By Liz Glaser, Graduate Research Assistant (updated August 2, 2016)

In December, Graduate Research Assistant Liz Glaser profiled a program in Indiana that works statewide to increase college access among low-income students. With 21st Century Scholars, middle school students signed a commitment to complete high school, earn good grades, and follow a few simple requirements so they can earn college tuition. Students must now complete a dozen tasks before receiving their tuition assistance, and keep higher grades. While students have all four years of high school to complete these requirements, many are falling behind in the program.

Chelsea Schneider of The Indianapolis Star highlighted in June that the challenges with this cohort of 21st Century Scholars, many of whom are failing to meet the requirements. Roughly 12,000 to 15,000 students enter college each year as 21st Century Scholars aid recipients, but of those in the Class of 2017, more than 14,000  about 80 percent  were not on track last month to graduate and receive tuition assistance at the end of their junior year. In response, the Indiana Commission for Higher Education is reaching out to schools and the community to help publicize what students need to do to remain eligible. As of July 25, two months after the original news article, the percentage of students on track grew from 20% to 26%, according to ICHE.
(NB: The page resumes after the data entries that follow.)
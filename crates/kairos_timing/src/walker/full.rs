//! Walker that recomputes every node and edge on each update.

use super::{pre_traverse_endpoints, pre_traverse_startpoints, TimingWalker, WalkStats};
use crate::graph::TimingGraph;
use crate::ids::EdgeId;
use crate::visitor::{TagVisitor, TraversalContext};

/// Full traversal: reset, arrival, required and slack over the whole graph.
#[derive(Debug, Clone, Copy, Default)]
pub struct FullWalker;

impl TimingWalker for FullWalker {
    const INCREMENTAL: bool = false;

    fn for_graph(_graph: &TimingGraph) -> Self {
        FullWalker
    }

    fn invalidate_edge(&mut self, _graph: &TimingGraph, _edge: EdgeId) -> bool {
        false
    }

    fn clear_invalidated(&mut self) {}

    fn do_update<V: TagVisitor + ?Sized>(
        &mut self,
        cx: &TraversalContext<'_>,
        visitor: &mut V,
    ) -> WalkStats {
        let graph = cx.graph;
        for node in graph.nodes() {
            visitor.reset_node(node);
        }
        for edge in graph.edges() {
            visitor.reset_edge(edge);
        }

        let unconstrained_startpoints = pre_traverse_startpoints(cx, visitor);
        for level in graph.levels() {
            for &node in graph.level_nodes(level) {
                visitor.do_arrival_traverse_node(cx, node, &[]);
            }
        }

        let coverage = pre_traverse_endpoints(cx, visitor, unconstrained_startpoints);
        for level in graph.levels().rev() {
            for &node in graph.level_nodes(level) {
                visitor.do_required_traverse_node(cx, node, &[]);
            }
        }

        for node in graph.nodes() {
            visitor.do_slack_traverse_node(cx, node);
        }
        for edge in graph.edges() {
            visitor.do_slack_traverse_edge(cx, edge);
        }

        WalkStats {
            arrival_nodes: graph.node_count(),
            required_nodes: graph.node_count(),
            slack_nodes: graph.node_count(),
            slack_edges: graph.edge_count(),
            coverage: Some(coverage),
        }
    }
}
The 21st Century Scholars program was created in the 1990s, and has been through a series of changes over the years, but the most recent shifts were directly related to program rigor. Born from legislation in 2011, the requirements that 2017 seniors must meet were designed to increase the likelihood that 21st Century Scholars students would succeed in their postsecondary path, and built upon what was already in place. 
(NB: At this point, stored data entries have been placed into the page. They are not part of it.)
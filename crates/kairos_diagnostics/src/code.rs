//! Timing coverage codes.

use serde::{Deserialize, Serialize};
use std::fmt;

/// What a coverage diagnostic reports. Displayed as `T001`, `T002`, ...
#[derive(Clone, Copy, PartialEq, Eq, PartialOrd, Ord, Hash, Debug, Serialize, Deserialize)]
pub enum DiagnosticCode {
    /// Startpoints that received no arrival time.
    UnconstrainedStartpoints,
    /// Endpoints that received no required time.
    UnconstrainedEndpoints,
    /// A launch/capture domain pair reaching an endpoint with no constraint.
    UnconstrainedDomainPair,
}

impl DiagnosticCode {
    /// Returns the stable number of this code.
    pub fn number(self) -> u16 {
        match self {
            DiagnosticCode::UnconstrainedStartpoints => 1,
            DiagnosticCode::UnconstrainedEndpoints => 2,
            DiagnosticCode::UnconstrainedDomainPair => 3,
        }
    }

    /// Returns the fix suggested for this code.
    pub fn help(self) -> &'static str {
        match self {
            DiagnosticCode::UnconstrainedStartpoints => {
                "add an input constraint or a clock domain to the source nodes"
            }
            DiagnosticCode::UnconstrainedEndpoints => {
                "add an output constraint or a clock constraint for the endpoint domain"
            }
            DiagnosticCode::UnconstrainedDomainPair => {
                "add a setup or hold constraint for the domain pair, or cut the crossing"
            }
        }
    }
}

impl fmt::Display for DiagnosticCode {
    fn fmt(&self, f: &mut fmt::Formatter<'_>) -> fmt::Result {
        write!(f, "T{:03}", self.number())
    }
}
The GPA requirement rose from 2.0 to 2.5, partially due to research showing that students with a 2.5 or higher in school were more likely to complete college. Students must also take 30 credit hours during high school in order to receive the full scholarship amount. Finally, students must complete the Scholar Success Program, a series of tasks and programs that run from the pledge-signing through high school graduation. They include college visits, graduation plans, participating in service activities, filling out college applications and more. Students track their individual achievements in the Scholar Success Program through an online portal, which aims to increase students' independence, letting them update their progress at their own pace and on their own time.
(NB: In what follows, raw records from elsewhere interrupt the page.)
//! Wire types for the event-indexing API.
//!
//! The service answers `POST /events` queries scoped to a module, an event
//! kind and a block range, with row-capped pages. Event parameters arrive as
//! a JSON-encoded positional array; only the positions are fixed: attester,
//! claim hash, schema hash, optional delegation id.

use std::fmt;

use async_trait::async_trait;
use serde::{Deserialize, Serialize};
use thiserror::Error;

use attestry_core::{ClaimHash, CtypeHash, DelegationId};

/// Errors from the indexer client.
#[derive(Error, Debug)]
pub enum IndexerError {
    /// The indexer could not be reached.
    #[error("Indexer transport error: {0}")]
    Transport(#[from] reqwest::Error),

    /// The indexer answered with a non-success status.
    #[error("Indexer returned HTTP {0}")]
    Status(u16),

    /// The indexer answered with a payload this client cannot interpret.
    /// Fatal for the whole scan pass.
    #[error("Malformed indexer payload: {0}")]
    Malformed(String),
}

impl IndexerError {
    /// Whether retrying the same request later can reasonably succeed.
    pub fn is_transient(&self) -> bool {
        match self {
            IndexerError::Transport(e) => e.is_timeout() || e.is_connect() || e.is_request(),
            IndexerError::Status(status) => *status == 429 || *status >= 500,
            IndexerError::Malformed(_) => false,
        }
    }
}

/// An inclusive block range, rendered as `from-to` on the wire.
#[derive(Debug, Clone, Copy, PartialEq, Eq)]
pub struct BlockRange {
    /// First block of the range.
    pub from: u64,
    /// Last block of the range.
    pub to: u64,
}

impl fmt::Display for BlockRange {
    fn fmt(&self, f: &mut fmt::Formatter<'_>) -> fmt::Result {
        write!(f, "{}-{}", self.from, self.to)
    }
}

/// Body of a `POST /events` query.
#[derive(Debug, Clone, Serialize)]
pub struct EventQuery<'a> {
    /// Ledger module that emitted the events.
    pub module: &'a str,
    /// Event kind within the module.
    pub event_id: &'a str,
    /// Block range to search, `from-to`.
    pub block_range: String,
    /// Zero-based page index; page 0 holds the newest events.
    pub page: u32,
    /// Maximum rows per page.
    pub row: u32,
    /// Restrict to finalized blocks.
    pub finalized: bool,
}

/// One page of the indexer's answer.
#[derive(Debug, Clone, Deserialize)]
pub struct EventPage {
    /// Total number of matching events in the queried range.
    pub count: u64,
    /// The requested rows, newest first.
    #[serde(default)]
    pub events: Vec<RawEvent>,
}

/// One raw event row.
#[derive(Debug, Clone, Deserialize)]
pub struct RawEvent {
    /// Block the event was emitted in.
    pub block_num: u64,
    /// Unix timestamp of that block, in seconds.
    pub block_timestamp: i64,
    /// JSON-encoded positional parameter array.
    pub params: String,
}

impl RawEvent {
    /// Decode the positional parameter array.
    pub fn decode_params(&self) -> Result<EventParams, IndexerError> {
        let values: Vec<Option<String>> = serde_json::from_str(&self.params)
            .map_err(|e| IndexerError::Malformed(format!("event params: {}", e)))?;
        Ok(EventParams(values))
    }
}

/// Decoded event parameters of an attestation-creation event.
///
/// Accessors decode lazily so that the attester position can be inspected
/// (and foreign events discarded) without parsing the digests.
#[derive(Debug, Clone)]
pub struct EventParams(Vec<Option<String>>);

impl EventParams {
    fn position(&self, index: usize, name: &str) -> Result<&str, IndexerError> {
        self.0
            .get(index)
            .and_then(|v| v.as_deref())
            .ok_or_else(|| IndexerError::Malformed(format!("missing {} param", name)))
    }

    /// The attesting account, as the raw wire string.
    pub fn attester(&self) -> Result<&str, IndexerError> {
        self.position(0, "attester")
    }

    /// The attested claim's hash.
    pub fn claim_hash(&self) -> Result<ClaimHash, IndexerError> {
        self.position(1, "claim hash")?
            .parse()
            .map_err(|e| IndexerError::Malformed(format!("claim hash param: {}", e)))
    }

    /// The credential schema hash.
    pub fn ctype_hash(&self) -> Result<CtypeHash, IndexerError> {
        self.position(2, "schema hash")?
            .parse()
            .map_err(|e| IndexerError::Malformed(format!("schema hash param: {}", e)))
    }

    /// The optional delegation id.
    pub fn delegation_id(&self) -> Result<Option<DelegationId>, IndexerError> {
        match self.0.get(3) {
            None | Some(None) => Ok(None),
            Some(Some(value)) => value
                .parse()
                .map(Some)
                .map_err(|e| IndexerError::Malformed(format!("delegation id param: {}", e))),
        }
    }
}

/// Paginated access to the indexer, one method per query shape.
///
/// The seam exists so pagination logic can be driven against an in-memory
/// event set in tests.
#[async_trait]
pub trait EventApi: Send + Sync {
    /// Number of matching events in `range`.
    async fn count(
        &self,
        module: &str,
        event_id: &str,
        range: BlockRange,
    ) -> Result<u64, IndexerError>;

    /// Fetch one page of matching events, newest first within the range.
    async fn page(
        &self,
        module: &str,
        event_id: &str,
        range: BlockRange,
        page: u32,
        row: u32,
    ) -> Result<Vec<RawEvent>, IndexerError>;
}

#[cfg(test)]
mod tests {
    use super::*;

    #[test]
    fn test_block_range_display() {
        let range = BlockRange { from: 0, to: 99_999 };
        assert_eq!(range.to_string(), "0-99999");
    }

    #[test]
    fn test_params_decode() {
        let event = RawEvent {
            block_num: 42,
            block_timestamp: 1_700_000_000,
            params: format!(
                r#"["did:sample:issuer-1", "0x{}", "0x{}", null]"#,
                "11".repeat(32),
                "22".repeat(32)
            ),
        };
        let params = event.decode_params().unwrap();
        assert_eq!(params.attester().unwrap(), "did:sample:issuer-1");
        assert_eq!(params.claim_hash().unwrap(), ClaimHash::from([0x11; 32]));
        assert_eq!(params.ctype_hash().unwrap(), CtypeHash::from([0x22; 32]));
        assert_eq!(params.delegation_id().unwrap(), None);
    }

    #[test]
    fn test_params_decode_with_delegation() {
        let event = RawEvent {
            block_num: 42,
            block_timestamp: 1_700_000_000,
            params: format!(
                r#"["did:sample:issuer-1", "0x{}", "0x{}", "0x{}"]"#,
                "11".repeat(32),
                "22".repeat(32),
                "33".repeat(32)
            ),
        };
        let params = event.decode_params().unwrap();
        assert_eq!(
            params.delegation_id().unwrap(),
            Some(DelegationId::from([0x33; 32]))
        );
    }

    #[test]
    fn test_transient_classification() {
        assert!(IndexerError::Status(503).is_transient());
        assert!(IndexerError::Status(429).is_transient());
        assert!(!IndexerError::Status(404).is_transient());
        assert!(!IndexerError::Malformed("bad".to_string()).is_transient());
    }

    #[test]
    fn test_params_reject_garbage() {
        let event = RawEvent {
            block_num: 42,
            block_timestamp: 1_700_000_000,
            params: "not json".to_string(),
        };
        assert!(event.decode_params().is_err());

        let event = RawEvent {
            block_num: 42,
            block_timestamp: 1_700_000_000,
            params: r#"["did:sample:issuer-1"]"#.to_string(),
        };
        let params = event.decode_params().unwrap();
        assert!(params.claim_hash().is_err());
    }
}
Many lawmakers were concerned that participants in the scholars program weren’t completing college on time, so the changes aimed to prepare students in high school for the rigors of postsecondary education. Historically, changes in college completion rates have been incremental, and the legislation's goal was to increase the speed of progress while having a broad impact. According to the Star article, only about 20 percent of scholarship recipients were completing college on time before the new requirements took effect. 

Early data show those students who manage to receive the scholarship are completing more credits, which is early evidence that the changes are achieving their stated goal. Lawmakers may be right that these changes will increase scholarship recipients success, but if the rate of students not on track to qualify for the scholarship continues, the number of students which the scholarship program serves will decrease tremendously.

Students must track their requirements through the program's web portal, which was intended to empower high school students through technology and self-monitoring. However, program administrators are concerned that one reason so many students are behind is because they haven’t taken the time to upload their progress to the portal. This means that even if students are completing program requirements and are on track, there is no record of that progress, which will disqualify them for the scholarship. As school leaders have noticed the shrinking numbers, “officials are planning an immediate effort to help seniors who haven’t logged on to the state website once they return from summer break.” Engaging with students and working with them to update their progress on the website should remind participants to be mindful of their responsibility for the program.

The robust new requirements are certainly a big change; prior to the invention of the Scholar Success Program, students had to graduate with a 2.0, stay out of legal trouble, apply for financial aid and demonstrate financial aid. With an additional 8 requirements, plus a GPA bump, the scholarship has become much more of a challenge to achieve.

The change is inspired by a long-term goal, but right now the program must address the 74% percent of high school students who are not on track to qualify for the program. This gap could be a result of the program changes, or it could merely be a reflection of students who haven’t updated their progress. Whatever the reason, the program should address this problem soon. A universal program like the 21st Century Scholars has a far-reaching impact as long as students can actually receive the benefit of the scholarship. Even as programs adapt and increase rigor, it’s important to focus on the well-being and success of the student.